In total mortification, I take the handles of the buggy. We all trudge out in miserable silence, to see Dad rushing up in his waterproof jacket, his greying hair a bit dishevelled.
‘Did I miss it? Have you seen Father Christmas, Minnie darling?’
‘No.’ I can hardly bear to admit it. ‘We were banned from the Grotto.’
Dad’s face falls. ‘Oh dear. Oh, love.’ He sighs heavily. ‘Not again.’
‘Uh-huh.’
‘How many is that now?’ asks Janice, with a little wince.
‘Four.’ I look down at Minnie, who of course is now standing holding Luke’s hand demurely, looking like a little angel.
‘What happened this time?’ asks Dad. ‘She didn’t bite Santa, did she?’
‘No!’ I say defensively. ‘Of course not!’
The whole biting-Santa-at-Harrods incident was a complete misunderstanding. And that Santa was a total wimp. He did not need to go to A&E.
‘It was me and Luke. We wrecked the sleigh, trying to get her off a reindeer.’
‘Ah.’ Dad nods sagely and we all turn glumly towards the exit.
‘Minnie’s quite a livewire, isn’t she?’ ventures Janice timidly after a while.
‘Little rascal,’ says Martin and tickles Minnie under the chin. ‘She’s quite a handful!’
Maybe I’m feeling oversensitive. But all this talk of ‘handfuls’ and ‘rascals’ and ‘livewires’ is suddenly pressing on my sore spot.
‘You don’t think Minnie’s spoiled, do you?’ I say suddenly and come to an abrupt halt on the marble mall floor. ‘Be honest.’
Janice inhales sharply. ‘Well,’ she begins, glancing at Martin as though for support. ‘I wasn’t going to say anything, but—’
‘Spoiled?’ Mum cuts her off with a laugh. ‘Nonsense! There’s nothing wrong with Minnie, is there, my precious?

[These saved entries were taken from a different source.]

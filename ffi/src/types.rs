//! `#[repr(C)]` types for the FFI boundary.
//!
//! # Design
//! Each type mirrors a core type with C-compatible representations:
//! `*mut c_char` instead of `String`, raw pointers instead of `Vec`, and
//! tagged enums with explicit discriminants. Opaque user records cross the
//! boundary as JSON text. Conversion functions live here to keep `lib.rs`
//! focused on the `extern "C"` surface.

use std::ffi::{c_void, CString};
use std::os::raw::c_char;

use doorbells_core::{ApiError, ErrorKind, Message, Tag, UreqTransport, UserRef};

/// Opaque handle to a `Session`. C callers receive a pointer to this and
/// pass it back into every operation.
pub struct FfiSession {
    pub(crate) inner: doorbells_core::Session<UreqTransport>,
}

// ---------------------------------------------------------------------------
// Entities
// ---------------------------------------------------------------------------

/// A message exposed to C. `sender_json` is the sender record as JSON.
#[repr(C)]
pub struct FfiMessage {
    pub id: i64,
    pub sender_json: *mut c_char,
    pub contents: *mut c_char,
    pub timestamp: i64,
    pub date_received_ms: i64,
}

/// A list of messages exposed to C.
#[repr(C)]
pub struct FfiMessageList {
    pub items: *mut FfiMessage,
    pub len: u32,
}

/// A tag exposed to C. `owner_json` is the owning user record as JSON.
#[repr(C)]
pub struct FfiTag {
    pub id: *mut c_char,
    pub location: *mut c_char,
    pub owner_json: *mut c_char,
}

/// A list of tags exposed to C.
#[repr(C)]
pub struct FfiTagList {
    pub items: *mut FfiTag,
    pub len: u32,
}

impl FfiMessage {
    fn from_core(message: Message) -> Self {
        FfiMessage {
            id: message.id,
            sender_json: user_json(&message.sender),
            date_received_ms: message.date_received_millis(),
            contents: c_string(message.contents),
            timestamp: message.timestamp,
        }
    }

    /// Free the C-string fields (but not the struct itself).
    pub(crate) fn free_fields(&self) {
        free_c_string(self.sender_json);
        free_c_string(self.contents);
    }
}

impl FfiTag {
    fn from_core(tag: Tag) -> Self {
        FfiTag {
            owner_json: user_json(&tag.owner),
            id: c_string(tag.id),
            location: c_string(tag.location),
        }
    }

    pub(crate) fn free_fields(&self) {
        free_c_string(self.id);
        free_c_string(self.location);
        free_c_string(self.owner_json);
    }
}

// ---------------------------------------------------------------------------
// Result types
// ---------------------------------------------------------------------------

/// Error codes returned in `FfiResult`. One per `ErrorKind`, plus the
/// boundary's own failures.
#[repr(C)]
#[derive(Debug, Clone, Copy, PartialEq, Eq)]
pub enum FfiErrorCode {
    Ok = 0,
    BadRequest = 1,
    Unauthorized = 2,
    NotFound = 3,
    InternalServer = 4,
    Api = 5,
    Transport = 6,
    Decode = 7,
    Encoding = 8,
    MalformedUrl = 9,
    NullArg = 10,
    Panic = 11,
}

impl From<ErrorKind> for FfiErrorCode {
    fn from(kind: ErrorKind) -> Self {
        match kind {
            ErrorKind::BadRequest => FfiErrorCode::BadRequest,
            ErrorKind::Unauthorized => FfiErrorCode::Unauthorized,
            ErrorKind::NotFound => FfiErrorCode::NotFound,
            ErrorKind::InternalServer => FfiErrorCode::InternalServer,
            ErrorKind::Api => FfiErrorCode::Api,
            ErrorKind::Transport => FfiErrorCode::Transport,
            ErrorKind::Decode => FfiErrorCode::Decode,
            ErrorKind::Encoding => FfiErrorCode::Encoding,
            ErrorKind::MalformedUrl => FfiErrorCode::MalformedUrl,
        }
    }
}

/// Tag that tells `doorbells_free_result` what `FfiResult::data` points to.
#[repr(C)]
#[derive(Debug, Clone, Copy, PartialEq, Eq)]
pub enum FfiDataTag {
    /// No payload. For lookups this means the entity was absent.
    None = 0,
    /// The answer is in `FfiResult::flag`.
    Flag = 1,
    Message = 2,
    MessageList = 3,
    Tag = 4,
    TagList = 5,
}

/// Result envelope for every operation.
///
/// On success `error_code` is `Ok`, `error_message` is null, and the payload
/// is described by `data_tag`. On failure `error_code` names the category,
/// `error_message` is a human-readable C string, `api_status` carries the
/// server-reported status when there was one (0 otherwise), and `data` is
/// null.
#[repr(C)]
pub struct FfiResult {
    pub error_code: FfiErrorCode,
    pub error_message: *mut c_char,
    pub api_status: i64,
    pub data_tag: FfiDataTag,
    pub flag: bool,
    pub data: *mut c_void,
}

impl FfiResult {
    fn boxed(data_tag: FfiDataTag, flag: bool, data: *mut c_void) -> *mut Self {
        Box::into_raw(Box::new(FfiResult {
            error_code: FfiErrorCode::Ok,
            error_message: std::ptr::null_mut(),
            api_status: 0,
            data_tag,
            flag,
            data,
        }))
    }

    /// Success with no payload.
    pub(crate) fn ok_empty() -> *mut Self {
        Self::boxed(FfiDataTag::None, false, std::ptr::null_mut())
    }

    pub(crate) fn ok_flag(flag: bool) -> *mut Self {
        Self::boxed(FfiDataTag::Flag, flag, std::ptr::null_mut())
    }

    pub(crate) fn ok_message(message: Option<Message>) -> *mut Self {
        match message {
            Some(message) => {
                let data = Box::into_raw(Box::new(FfiMessage::from_core(message)));
                Self::boxed(FfiDataTag::Message, false, data as *mut c_void)
            }
            None => Self::ok_empty(),
        }
    }

    pub(crate) fn ok_message_list(messages: Vec<Message>) -> *mut Self {
        let (items, len) = into_raw_vec(messages.into_iter().map(FfiMessage::from_core).collect());
        let data = Box::into_raw(Box::new(FfiMessageList { items, len }));
        Self::boxed(FfiDataTag::MessageList, false, data as *mut c_void)
    }

    pub(crate) fn ok_tag(tag: Option<Tag>) -> *mut Self {
        match tag {
            Some(tag) => {
                let data = Box::into_raw(Box::new(FfiTag::from_core(tag)));
                Self::boxed(FfiDataTag::Tag, false, data as *mut c_void)
            }
            None => Self::ok_empty(),
        }
    }

    pub(crate) fn ok_tag_list(tags: Vec<Tag>) -> *mut Self {
        let (items, len) = into_raw_vec(tags.into_iter().map(FfiTag::from_core).collect());
        let data = Box::into_raw(Box::new(FfiTagList { items, len }));
        Self::boxed(FfiDataTag::TagList, false, data as *mut c_void)
    }

    fn error(error_code: FfiErrorCode, api_status: i64, message: String) -> *mut Self {
        Box::into_raw(Box::new(FfiResult {
            error_code,
            error_message: c_string(message),
            api_status,
            data_tag: FfiDataTag::None,
            flag: false,
            data: std::ptr::null_mut(),
        }))
    }

    /// Build an error result from an `ApiError`.
    pub(crate) fn from_error(err: ApiError) -> *mut Self {
        let api_status = match &err {
            ApiError::BadRequest { .. } => 400,
            ApiError::Unauthorized { .. } => 401,
            ApiError::NotFound { .. } => 404,
            ApiError::InternalServer { .. } => 500,
            ApiError::Api { status, .. } => status.unwrap_or_default(),
            _ => 0,
        };
        Self::error(err.kind().into(), api_status, err.to_string())
    }

    pub(crate) fn null_arg(name: &str) -> *mut Self {
        Self::error(FfiErrorCode::NullArg, 0, format!("null argument: {name}"))
    }

    pub(crate) fn panic(msg: &str) -> *mut Self {
        Self::error(FfiErrorCode::Panic, 0, msg.to_string())
    }
}

// ---------------------------------------------------------------------------
// Helpers
// ---------------------------------------------------------------------------

/// Hand ownership of `s` to C. Interior NULs cannot cross the boundary, so
/// the text is truncated at the first one.
pub(crate) fn c_string(s: String) -> *mut c_char {
    let s = match s.find('\0') {
        Some(end) => s[..end].to_string(),
        None => s,
    };
    CString::new(s).unwrap_or_default().into_raw()
}

pub(crate) fn free_c_string(s: *mut c_char) {
    if !s.is_null() {
        drop(unsafe { CString::from_raw(s) });
    }
}

fn user_json(user: &UserRef) -> *mut c_char {
    c_string(serde_json::to_string(user).unwrap_or_else(|_| "null".to_string()))
}

/// Leak `items` as a pointer/length pair; null for an empty list. The
/// vector is shrunk first so `Vec::from_raw_parts(ptr, len, len)` can
/// reclaim it.
fn into_raw_vec<T>(items: Vec<T>) -> (*mut T, u32) {
    if items.is_empty() {
        return (std::ptr::null_mut(), 0);
    }
    let mut items = items.into_boxed_slice();
    let len = items.len() as u32;
    let ptr = items.as_mut_ptr();
    std::mem::forget(items);
    (ptr, len)
}
//! Blocking client core for the doorbells API.
//!
//! # Overview
//! Wraps the doorbells HTTP/JSON protocol (auth, push registration, messages
//! and location tags) behind a typed `Session`. Every call is synchronous:
//! one request, one connection, no retries, no background work.
//!
//! # Design
//! - `params` and `endpoint` build form-encoded parameter strings and request
//!   targets.
//! - `dispatch` produces `HttpRequest` values as plain data and runs them
//!   through a `Transport`; `UreqTransport` is the default blocking one.
//! - `response` wraps status + raw body and decodes shapes on demand.
//! - `session` composes the above into domain operations and classifies
//!   failures into `ApiError`.

pub mod config;
pub mod dispatch;
pub mod endpoint;
pub mod error;
pub mod http;
pub mod params;
pub mod response;
pub mod session;
pub mod types;

pub use config::ClientConfig;
pub use dispatch::Dispatcher;
pub use endpoint::{concat_query, Endpoints};
pub use error::{ApiError, ApiResult, ErrorKind};
pub use http::{HttpMethod, HttpRequest, HttpResponse, Transport, UreqTransport};
pub use params::Params;
pub use response::{JsonResponse, StatusEnvelope};
pub use session::Session;
pub use types::{Message, Tag, UserRef};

She just knows her own mind!’ She strokes Minnie’s hair fondly, then looks up again. ‘Becky, love, you were exactly the same at her age. Exactly the same.’
At once I relax. Mum always says the right thing. I glance over at Luke – but to my surprise he doesn’t return my relieved smile. He looks as though some new and alarming thought has transfixed him.
‘Thanks, Mum.’ I give her a fond hug. ‘You always make everything better. Come on, let’s get home.’
By the time Minnie’s in bed, I’ve cheered up. In fact I’m feeling really festive. This is what Christmas is all about. Mulled wine and mince pies and White Christmas on the telly. We’ve hung up Minnie’s stocking (gorgeous red gingham, from the Conran shop) and put out a glass of sherry for Father Christmas and now Luke and I are in our bedroom, wrapping up her presents.
Mum and Dad are really generous. They’ve given us the whole top floor of the house to live in, so we have quite a lot of privacy. The only slight downside is, our wardrobe isn’t that big. But it doesn’t matter, because I’ve taken over the guestroom wardrobe too – plus I’ve arranged all my shoes on the bookshelves on the landing. (I put the books in boxes. No one ever read them, anyway.)
I’ve put up a hanging rail in Dad’s study, for coats and party dresses, and stacked some hat boxes in the utility room. And I keep all my make-up on the dining table, which is the ideal size, in fact it could have been designed for make-up. My mascaras fit in the knife drawer, my straightening irons go perfectly on the hostess trolley and I’ve put all my magazines in piles on the chairs.
I’ve also stored just a few teeny things in the garage, like all my old boots, and this amazing set of vintage trunks I bought at an antique shop, and a Power Plate machine (which I bought off eBay and must start using). It’s getting a bit crowded in there now, I suppose – but it’s not like Dad ever uses the garage for the car, is it?
Luke finishes wrapping a jigsaw puzzle, reaches for a Magic Drawing Easel, then looks around the room and frowns.
‘How many presents is Minnie getting?’
‘Just the usual number,’ I say defensively.
Although to be honest, I was a bit taken aback myself. I’d forgotten how many I’d bought from catalogues and craft fairs and stashed away, throughout the year.